Written evidence submitted by Living Streets

 

Introduction

1. We are Living Streets, the UK charity for everyday walking. We want to create a walking nation, free from congested roads and pollution, reducing the risk of preventable illnesses and social isolation and making walking the natural choice. We believe that a walking nation means progress for everyone. Our ambition is to get people of all generations to enjoy the benefits that this simple act brings and to ensure all our streets are fit for walking.

2. Living Streets welcomes this opportunity to respond the Transport Committee’s inquiry into e-scooters.

 

Is the legislation for e-scooters up to date and appropriate?

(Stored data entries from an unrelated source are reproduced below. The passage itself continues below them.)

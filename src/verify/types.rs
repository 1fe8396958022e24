// Copyright 2025-present Harīṣh Tummalachērla
// SPDX-License-Identifier: Apache-2.0

//! Invariant validators for heaps and backtrack tables.
//!
//! | Validator                  | What's checked                                   |
//! |----------------------------|--------------------------------------------------|
//! | `validate_heap_order`      | `cmp(a[i], a[(i-1)/2]) != Less` for every `i > 0` |
//! | `validate_backtrack_table` | length matches, every entry equals the reference  |
//!
//! The reference table is computed the slow, obvious way by
//! [`reference_backtrack`]: try every prefix length and compare.

use std::cmp::Ordering;
use std::fmt;

use crate::heap::Comparator;
use crate::kmp::Backtrack;

/// Error type for invariant violations.
#[derive(Debug, Clone, PartialEq, Eq)]
pub enum InvariantError {
    /// A child orders strictly before its parent.
    HeapOrder { index: usize, parent: usize },
    /// Table and needle lengths differ.
    TableLength { needle_len: usize, table_len: usize },
    /// A table entry differs from the longest prefix-suffix overlap.
    TableEntry {
        index: usize,
        expected: Backtrack,
        actual: Backtrack,
    },
}

impl fmt::Display for InvariantError {
    fn fmt(&self, f: &mut fmt::Formatter<'_>) -> fmt::Result {
        match self {
            InvariantError::HeapOrder { index, parent } => {
                write!(
                    f,
                    "heap order violated: slot {} orders before its parent {}",
                    index, parent
                )
            }
            InvariantError::TableLength {
                needle_len,
                table_len,
            } => {
                write!(
                    f,
                    "table.len() {} != needle.len() {}",
                    table_len, needle_len
                )
            }
            InvariantError::TableEntry {
                index,
                expected,
                actual,
            } => {
                write!(
                    f,
                    "table[{}] is {:?}, expected {:?}",
                    index, actual, expected
                )
            }
        }
    }
}

impl std::error::Error for InvariantError {}

/// Check the heap property over a slice in heap (level) order.
pub fn validate_heap_order<T, C: Comparator<T>>(items: &[T], cmp: &C) -> Result<(), InvariantError> {
    for index in 1..items.len() {
        let parent = (index - 1) / 2;
        if cmp.compare(&items[index], &items[parent]) == Ordering::Less {
            return Err(InvariantError::HeapOrder { index, parent });
        }
    }
    Ok(())
}

/// Backtrack entry for position `i`, computed by brute force.
///
/// O(i²). Only meant as ground truth.
pub fn reference_backtrack<T: PartialEq>(needle: &[T], i: usize) -> Backtrack {
    if i == 0 {
        return None;
    }
    let prefix = &needle[..i];
    let overlap = (0..i)
        .rev()
        .find(|&k| prefix[..k] == prefix[i - k..])
        .unwrap_or(0);
    Some(overlap)
}

/// Check that `table` is the backtrack table of `needle`.
pub fn validate_backtrack_table<T: PartialEq>(
    needle: &[T],
    table: &[Backtrack],
) -> Result<(), InvariantError> {
    if needle.len() != table.len() {
        return Err(InvariantError::TableLength {
            needle_len: needle.len(),
            table_len: table.len(),
        });
    }
    for (index, &actual) in table.iter().enumerate() {
        let expected = reference_backtrack(needle, index);
        if actual != expected {
            return Err(InvariantError::TableEntry {
                index,
                expected,
                actual,
            });
        }
    }
    Ok(())
}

3. No, the legislation is not up to date. E-scooters are currently illegal to use on public highways in the UK, but sales increased 50% in 2019[1] and their use on roads in our towns and cities is becoming more visible and widespread. The law as it stands is not being enforced, therefore, new regulation is required to govern the situation.

 

To what extent do e-scooters have positive benefits, for instance relating to congestion and promoting more sustainable forms of transport?

4. E-scooters are cheaper, more energy efficient, take up less space and produce no exhaust emissions (as opposed to particulate matter or emissions from electricity generation) when compared to conventional road transport. It has been suggested that “the aim of the scooters is to solve the issue of the last mile – the final part of a journey which isn’t covered by public transport...”[2]. However, these so-called positive benefits must be put in perspective. 80% of trips under one mile are currently walked[3] - and arguably should be walked by people who can.

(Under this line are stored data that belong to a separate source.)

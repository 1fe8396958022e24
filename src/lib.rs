//! Allocation-aware binary heap and Knuth-Morris-Pratt substring search.
//!
//! Two independent building blocks with no shared state:
//!
//! - [`BinaryHeap`]: a min-heap (priority queue) generic over element type and
//!   [`Comparator`], stored in a [`GrowableBuffer`] whose memory comes from an
//!   injected [`Allocator`]. Growth failure is reported, never fatal, and
//!   leaves the heap untouched.
//! - [`kmp`]: table construction and scanning as two free functions over
//!   caller-owned memory, so one table serves any number of haystacks.
//!
//! # Architecture
//!
//! ```text
//! ┌─────────────┐     ┌──────────────┐     ┌──────────────┐
//! │  alloc.rs   │────▶│  buffer.rs   │────▶│   heap.rs    │
//! │ (Allocator, │     │(GrowableBuf- │     │ (BinaryHeap, │
//! │  Global,    │     │  fer, push,  │     │  sift_up,    │
//! │  Bounded)   │     │  grow)       │     │  sift_down)  │
//! └─────────────┘     └──────────────┘     └──────────────┘
//!                                                 │
//! ┌─────────────┐                                 │
//! │   kmp.rs    │                                 │
//! │(build_table,│                                 │
//! │  search)    │                                 │
//! └─────────────┘                                 │
//!        │                                        │
//!        ▼                                        ▼
//! ┌─────────────────────────────────────────────────────┐
//! │                      verify/                        │
//! │  (validate_heap_order, validate_backtrack_table,    │
//! │   debug-build contracts)                            │
//! └─────────────────────────────────────────────────────┘
//! ```
//!
//! # Usage
//!
//! ```
//! use heapmatch::{kmp, BinaryHeap};
//!
//! let mut heap = BinaryHeap::with_capacity(5)?;
//! assert_eq!(heap.capacity(), 5);
//! heap.push(42)?;
//! assert_eq!(heap.pop(), Ok(42));
//!
//! assert_eq!(kmp::find(b"12", b"11111111121111"), Some(8));
//! # Ok::<(), Box<dyn std::error::Error>>(())
//! ```
//!
//! # Threading
//!
//! Everything here is synchronous and single-threaded. Sharing a heap
//! across threads needs external synchronization; `&mut self` on every
//! mutating method makes the compiler enforce that.

pub mod alloc;
pub mod buffer;
pub mod commands;
mod error;
pub mod heap;
pub mod kmp;
pub mod testing;
pub mod verify;

pub use alloc::{Allocator, Bounded, Global};
pub use buffer::{GrowableBuffer, DEFAULT_CAPACITY};
pub use error::{AllocError, EmptyHeap, PushError};
pub use heap::{BinaryHeap, Comparator, MaxOrder, MinOrder, NonEmpty};
pub use kmp::{backtrack_table, build_table, find, find_all, search, Backtrack};
pub use verify::{validate_backtrack_table, validate_heap_order, InvariantError};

5. In the face of public health crises (including COVID-19) and the climate change emergency, walking is healthier, cheaper (free), more energy efficient, more space saving and produces zero emissions compared to using a scooter. The availability of e-scooter rental schemes could (in theory) encourage more people to leave their cars at home and use public transport, but the benefits should not be overblown or outweigh the importance of promoting active travel.

 

Where in the urban environment should e-scooters be used (e.g. road, pavement, cycle lanes), and how this could impact on other road users and pedestrians, including people who have visual impairments or use mobility aids?

6. Proposals for the trial of e-scooter rental schemes suggest a maximum speed of 12.5mph. At present, mobility scooters allowed on the pavement may travel at a maximum 4mph – walking speed. Given the difference in speed and the fact that electric motors are very quiet it is imperative that e-scooters and pedestrians are segregated. E-scooters must not be allowed on footways or footpaths. It is possible they may be permitted on shared use routes alongside bikes and this is likely to cause conflict – just as interaction between pedestrians and cyclists can be a problem for people walking or cycling[4].

7. Furthermore, because e-scooters “are small, quiet and quick” they are not well equipped to deal with poorly maintained surfaces. This has led the Royal Society for the Prevention of Accidents to suggest that they could pose a “significant public health problem”[5]. There have been two deaths so far in London[6] and high levels of injury reported elsewhere – in 2019 ROSPA reported that an estimated 1500 people had sustained an e-scooter related injury in the US since 2017.

 

Should there be advice or compulsory requirements to use specific safety equipment when using an e-scooter?

No comment

 

Should there be safety and environmental regulation for the build of e-scooters, and what this might entail?

No comment

 

What is the experience of other countries where e-scooters are legal on the roads?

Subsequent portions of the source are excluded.